Jessica Valenti points out one of the ways women are given special treatment.

When I argue with a sexist, there’s an inevitable point at which he will call me “sweetheart”. (I like to think of it as shorthand for “you’re winning”.) If I’m really making him feel foolish, he may resort to “bitch”. “Ugly” is the last refuge of the hopelessly destroyed.

I’ve been writing about feminism on the internet long enough that these names don’t really bother me. But nothing is more grating than when a man I don’t know – in comments, Twitter or real life – calls me “Jessie”.

I don’t know if I find the diminutive the most grating item, but I do find it grating. Which is worse, hatred or contempt? Hard to say. Are “cunt” “bitch” and “twat” worse than “honey” “sweetie” and “babyname”? I don’t know; both are special.

As it turns out, it’s not just me. Behind every female with an opinion is a man with a sneering nickname for her.

Sophia Wallace, a photographer and feminist artist, tells me, “In professional contexts, I suddenly become ‘Sophie’ with people who have an issue with me. Usually they think I have exhibited too much leadership and are trying to bring me down.”

Well, it’s like “boy,” isn’t it. It’s what you do to uppity inferiors – you remind them of their inferior status.


  1. Beth says

    I’ll take honey or sweetie over “cunt” “bitch” and “twat” any day of the week. With exceptions made for my DH under certain circumstances.

  2. stevebowen says

    I would have thought that basic etiquette would demand that you address people in the way they introduce themselves. I get irriitated when people choose to call me Stephen, a colleague of mine does this, despite presenting myself as Steve my entire adult life. Regardless of whether the motivation is sexism, which I’m sure it often is, it’s disrespectful on so many levels.

  3. Kevin Kehres says

    Whenever I see a poster use names in that manner, I always, always, always think “well, they just lost that argument.” Everything that comes after is automatically a lie.

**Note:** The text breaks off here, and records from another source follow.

//! Chunk file set management.
//!
//! Owns the recording directory and the currently-open chunk. Files are
//! named `chunk.<index>.frc`, oldest first; rotation closes the current
//! chunk (patching its header) and opens the next with a fresh index.

use std::io;
use std::path::{Path, PathBuf};

use tracing::{debug, warn};

use super::writer::ChunkWriter;
use crate::error::{RecorderError, Result};

pub const CHUNK_EXTENSION: &str = "frc";

pub struct ChunkRepository {
    dir: PathBuf,
    next_index: u32,
    writer: Option<ChunkWriter>,
}

impl ChunkRepository {
    /// Create the repository directory if needed. Failure here is a
    /// configuration-time error surfaced to the caller.
    pub fn new(dir: impl Into<PathBuf>) -> Result<Self> {
        let dir = dir.into();
        std::fs::create_dir_all(&dir).map_err(|source| RecorderError::ChunkDirectory {
            path: dir.clone(),
            source,
        })?;
        Ok(Self {
            dir,
            next_index: 0,
            writer: None,
        })
    }

    pub fn dir(&self) -> &Path {
        &self.dir
    }

    fn chunk_path(&self, index: u32) -> PathBuf {
        self.dir.join(format!("chunk.{index}.{CHUNK_EXTENSION}"))
    }

    /// Open the next chunk. Any chunk still open is closed first.
    pub fn open_next(&mut self, generation: u8) -> io::Result<&mut ChunkWriter> {
        if let Some(open) = self.writer.take() {
            let path = open.path().to_path_buf();
            match open.close() {
                Ok(size) => debug!(chunk = %path.display(), size, "chunk closed"),
                Err(error) => warn!(chunk = %path.display(), %error, "chunk close failed"),
            }
        }
        let path = self.chunk_path(self.next_index);
        self.next_index += 1;
        let writer = ChunkWriter::open(&path, generation)?;
        debug!(chunk = %path.display(), "chunk opened");
        self.writer = Some(writer);
        Ok(self.writer.as_mut().expect("chunk writer just installed"))
    }

    pub fn current(&mut self) -> Option<&mut ChunkWriter> {
        self.writer.as_mut()
    }

    pub fn has_open_chunk(&self) -> bool {
        self.writer.is_some()
    }

    /// Close and finalize the current chunk, if any.
    pub fn close_current(&mut self) -> io::Result<Option<u64>> {
        match self.writer.take() {
            Some(writer) => writer.close().map(Some),
            None => Ok(None),
        }
    }

    /// Best-effort close for the fatal-error path: no finalization beyond
    /// patching the header, final bit left unset.
    pub fn emergency_close(&mut self) -> io::Result<Option<u64>> {
        match self.writer.take() {
            Some(writer) => writer.emergency_close().map(Some),
            None => Ok(None),
        }
    }

    /// Existing chunk files, oldest first.
    pub fn chunk_paths(&self) -> io::Result<Vec<PathBuf>> {
        let mut indexed: Vec<(u32, PathBuf)> = std::fs::read_dir(&self.dir)?
            .filter_map(|entry| entry.ok())
            .map(|entry| entry.path())
            .filter_map(|path| {
                let name = path.file_name()?.to_str()?;
                let index: u32 = name
                    .strip_prefix("chunk.")?
                    .strip_suffix(&format!(".{CHUNK_EXTENSION}"))?
                    .parse()
                    .ok()?;
                Some((index, path))
            })
            .collect();
        indexed.sort_by_key(|(index, _)| *index);
        Ok(indexed.into_iter().map(|(_, path)| path).collect())
    }
}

    Regarding the use of “honey”, etc. I will point out that occasionally when someone around these environs disagrees with me, they do much the same thing by saying, “I disagree with you, cupcake.” It’s so thinly veiled as an attempt to diminish one’s argument that it practically SCREAMS “I have no factual basis for my complaint, so let’s go for the cheap shot”. It’s a bad silencing tactic.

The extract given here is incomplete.